■ **Given entries**:

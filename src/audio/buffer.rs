// Bounded sample ring buffer between the emulation loop and the audio
// callback. Overruns drop the oldest samples (a skip beats unbounded
// latency); underruns hand the device silence.

use std::collections::VecDeque;

/// Shared FIFO of mixed f32 samples
pub struct SampleBuffer {
    samples: VecDeque<f32>,
    capacity: usize,
}

impl SampleBuffer {
    /// `capacity` in samples; roughly 100ms at the output rate is a
    /// comfortable cushion
    pub fn new(capacity: usize) -> Self {
        SampleBuffer {
            samples: VecDeque::with_capacity(capacity),
            capacity,
        }
    }

    pub fn push(&mut self, sample: f32) {
        if self.samples.len() == self.capacity {
            self.samples.pop_front();
        }
        self.samples.push_back(sample);
    }

    /// Next sample, or silence when the producer fell behind
    pub fn pop(&mut self) -> f32 {
        self.samples.pop_front().unwrap_or(0.0)
    }

    pub fn len(&self) -> usize {
        self.samples.len()
    }

    pub fn is_empty(&self) -> bool {
        self.samples.is_empty()
    }
}
// Configuration management
//
// Host-side settings persisted as TOML next to the executable. Missing or
// malformed files fall back to defaults so a fresh checkout runs without
// ceremony.

use serde::{Deserialize, Serialize};
use std::fs;
use std::path::Path;

/// Default configuration file name
const CONFIG_FILE: &str = "emulator_config.toml";

/// Host configuration: window and audio settings
#[derive(Debug, Clone, Serialize, Deserialize)]
#[serde(default)]
pub struct EmulatorConfig {
    /// Window scale factor (1-8)
    pub scale: u32,

    /// Enable VSync
    pub vsync: bool,

    /// Enable audio output
    pub audio_enabled: bool,

    /// Output sample rate in Hz
    pub sample_rate: u32,

    /// Master volume (0.0-1.0)
    pub volume: f32,
}

impl Default for EmulatorConfig {
    fn default() -> Self {
        EmulatorConfig {
            scale: 3,
            vsync: true,
            audio_enabled: true,
            sample_rate: 44_100,
            volume: 1.0,
        }
    }
}

impl EmulatorConfig {
    /// Load from the default config file, falling back to defaults
    pub fn load_or_default() -> Self {
        Self::load_from(CONFIG_FILE)
    }

    fn load_from<P: AsRef<Path>>(path: P) -> Self {
        match fs::read_to_string(&path) {
            Ok(text) => match toml::from_str(&text) {
                Ok(config) => config,
                Err(err) => {
                    log::warn!(
                        "ignoring malformed config {}: {}",
                        path.as_ref().display(),
                        err
                    );
                    Self::default()
                }
            },
            Err(_) => Self::default(),
        }
    }

    /// Persist to the default config file
    pub fn save(&self) -> std::io::Result<()> {
        let text = toml::to_string_pretty(self).expect("config serializes");
        fs::write(CONFIG_FILE, text)
    }
}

■ **Exercise**:
Copy each line above that contains the word "silence".

■ **Exercise solution**:
// latency); underruns hand the device silence.
    /// Next sample, or silence when the producer fell behind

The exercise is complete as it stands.